As one of the nation’s leaders in health research, we’re working to find ways to prevent and treat the coronavirus disease (COVID-19). Read below to find out how you can be part of these efforts and what to expect if you volunteer.

How can I volunteer?

You can sign up for our research volunteer list. If we think you may be eligible to be a participant in one of our research studies, we’ll contact you to tell you more about it. Then you can decide if you want to join.

To volunteer, you:

  • Must be at least 18 years old
  • Don’t have to be a Veteran
  • Don’t have to be enrolled in VA health care 

Sign up for our volunteer list

Note: Your decision to join a study or not won’t affect your VA health care or any of your VA benefits or services in any way.

What are the benefits of volunteering?

As a research study participant, you can help us:

  • Better understand how COVID-19 affects different people
  • Find ways to prevent and treat COVID-19 for you, your family, and your community
  • Make sure vaccines and treatments are safe and effective in people of all ages, genders, races, and ethnicities

We especially want to make sure that any vaccines or treatments work in the people most affected by COVID-19. Data shows this includes people over age 65, people with chronic (long-term) health conditions, and Black, Hispanic, and Indigenous people.

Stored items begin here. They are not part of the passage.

//! Per-stream correlation state shared by the record converters.
//!
//! [`CallTracker`] pairs "begin" and "end" records of one call id into a
//! single entry that is added once and replaced once. [`TextBuffer`] joins
//! fragments of one logical message so they are emitted as a single entry.
//!
//! Both live inside a converter that is constructed fresh for every stream.

use std::collections::HashMap;

use agent_trail_types::{
    ActionType, CommandRunResult, EntryType, NormalizedEntry, ToolResult,
};

use crate::patch::PatchEmitter;

/// An in-flight call: where its entry lives and what it looks like so far.
#[derive(Debug, Clone)]
pub struct OpenCall<S> {
    pub index: usize,
    pub entry: NormalizedEntry,
    pub state: S,
}

/// Call id → open call.
#[derive(Debug)]
pub struct CallTracker<S> {
    open: HashMap<String, OpenCall<S>>,
}

impl<S> Default for CallTracker<S> {
    fn default() -> Self {
        Self {
            open: HashMap::new(),
        }
    }
}

impl<S> CallTracker<S> {
    pub fn new() -> Self {
        Self::default()
    }

    /// Emit the placeholder entry for a new call and start tracking it.
    ///
    /// A second `begin` for a call that is already open is ignored and
    /// returns `None`: the entry was added once and stays where it is.
    pub fn begin(
        &mut self,
        emitter: &mut PatchEmitter,
        call_id: &str,
        entry: NormalizedEntry,
        state: S,
    ) -> Option<usize> {
        if self.open.contains_key(call_id) {
            tracing::debug!(call_id, "Ignoring duplicate begin for open call");
            return None;
        }
        let index = emitter.add(entry.clone());
        self.open.insert(
            call_id.to_string(),
            OpenCall {
                index,
                entry,
                state,
            },
        );
        Some(index)
    }

    pub fn is_open(&self, call_id: &str) -> bool {
        self.open.contains_key(call_id)
    }

    pub fn get_mut(&mut self, call_id: &str) -> Option<&mut OpenCall<S>> {
        self.open.get_mut(call_id)
    }

    /// Mutate an open call's entry and emit a replace, keeping it open.
    pub fn update(
        &mut self,
        emitter: &mut PatchEmitter,
        call_id: &str,
        f: impl FnOnce(&mut NormalizedEntry, &mut S),
    ) -> bool {
        let Some(call) = self.open.get_mut(call_id) else {
            return false;
        };
        f(&mut call.entry, &mut call.state);
        emitter.replace(call.index, call.entry.clone());
        true
    }

    /// Close a call: evict it, let `f` merge the final result, and emit a
    /// replace at the original index. An end without a begin emits nothing.
    pub fn complete(
        &mut self,
        emitter: &mut PatchEmitter,
        call_id: &str,
        f: impl FnOnce(&mut NormalizedEntry, S) -> bool,
    ) -> Option<usize> {
        let Some(OpenCall {
            index,
            mut entry,
            state,
        }) = self.open.remove(call_id)
        else {
            tracing::debug!(call_id, "Completion without a matching begin; skipped");
            return None;
        };
        if f(&mut entry, state) {
            emitter.replace(index, entry);
        }
        Some(index)
    }

    /// Evict without emitting anything.
    pub fn take(&mut self, call_id: &str) -> Option<OpenCall<S>> {
        self.open.remove(call_id)
    }

    pub fn open_count(&self) -> usize {
        self.open.len()
    }
}

/// Store a command result on a `command_run` entry. Returns false for any
/// other action.
pub fn set_command_result(entry: &mut NormalizedEntry, value: CommandRunResult) -> bool {
    match entry.action_mut() {
        Some(ActionType::CommandRun { result, .. }) => {
            *result = Some(value);
            true
        }
        _ => false,
    }
}

/// Store a tool result on a `tool` entry, or fold it into a command's output.
pub fn set_tool_result(entry: &mut NormalizedEntry, value: ToolResult) -> bool {
    match entry.action_mut() {
        Some(ActionType::Tool { result, .. }) => {
            *result = Some(value);
            true
        }
        Some(ActionType::CommandRun { result, .. }) => {
            let output = match value.value {
                serde_json::Value::String(s) => s,
                other => other.to_string(),
            };
            result.get_or_insert_with(CommandRunResult::default).output = Some(output);
            true
        }
        _ => false,
    }
}

/// Kinds of text that get buffered until a boundary.
#[derive(Debug, Clone, Copy, PartialEq, Eq)]
pub enum TextKind {
    User,
    Assistant,
    Thinking,
}

impl TextKind {
    fn entry_type(self) -> EntryType {
        match self {
            TextKind::User => EntryType::UserMessage,
            TextKind::Assistant => EntryType::AssistantMessage,
            TextKind::Thinking => EntryType::Thinking,
        }
    }
}

#[derive(Debug)]
struct PendingText {
    kind: TextKind,
    key: Option<String>,
    text: String,
    timestamp: Option<String>,
}

/// Buffers text chunks of one logical message.
///
/// A push with a different kind or grouping key flushes what is buffered
/// first. Callers flush explicitly at tool events and at end of input.
#[derive(Debug)]
pub struct TextBuffer {
    separator: &'static str,
    pending: Option<PendingText>,
}

impl TextBuffer {
    /// `separator` is inserted between chunks (`""` for streamed deltas,
    /// `"\n\n"` for whole content blocks).
    pub fn new(separator: &'static str) -> Self {
        Self {
            separator,
            pending: None,
        }
    }

    pub fn push(
        &mut self,
        emitter: &mut PatchEmitter,
        kind: TextKind,
        key: Option<&str>,
        chunk: &str,
        timestamp: Option<String>,
    ) {
        let same_group = self
            .pending
            .as_ref()
            .is_some_and(|p| p.kind == kind && p.key.as_deref() == key);
        if !same_group {
            self.flush(emitter);
        }
        match &mut self.pending {
            Some(pending) => {
                if !pending.text.is_empty() && !chunk.is_empty() {
                    pending.text.push_str(self.separator);
                }
                pending.text.push_str(chunk);
            }
            None => {
                self.pending = Some(PendingText {
                    kind,
                    key: key.map(str::to_string),
                    text: chunk.to_string(),
                    timestamp,
                });
            }
        }
    }

    /// Emit the buffered message, if any. Whitespace-only text is dropped.
    pub fn flush(&mut self, emitter: &mut PatchEmitter) -> Option<usize> {
        let pending = self.pending.take()?;
        let text = pending.text.trim();
        if text.is_empty() {
            return None;
        }
        let entry = NormalizedEntry::new(pending.kind.entry_type(), text)
            .with_timestamp(pending.timestamp);
        Some(emitter.add(entry))
    }

    pub fn is_empty(&self) -> bool {
        self.pending.is_none()
    }

    /// Drop buffered text without emitting it.
    pub fn clear(&mut self) {
        self.pending = None;
    }
}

As a research participant, you may also:

  • Learn more about your own health
  • Receive more regular health check-ins as part of your study visits
  • Get early access to a new vaccine or treatment

No one can predict the exact outcome of a research study. You may or may not see a direct benefit to your health. But your participation does matter.

What VA studies might I be eligible to participate in?

We're continuing to add health research studies to our efforts. These may include different types of studies, such as those that test new COVID-19 vaccines or treatments as well as those that focus on better understanding how COVID-19 affects people.

Will I get paid for joining a study or compensated for travel costs?

This will depend on the study. For all studies, you won't have to pay for any  visits, tests, or care related to the study. Some studies may also compensate you for travel costs (like gas or bus fare) to and from study visits. Some studies may also pay you for the time you spend traveling or at study visits.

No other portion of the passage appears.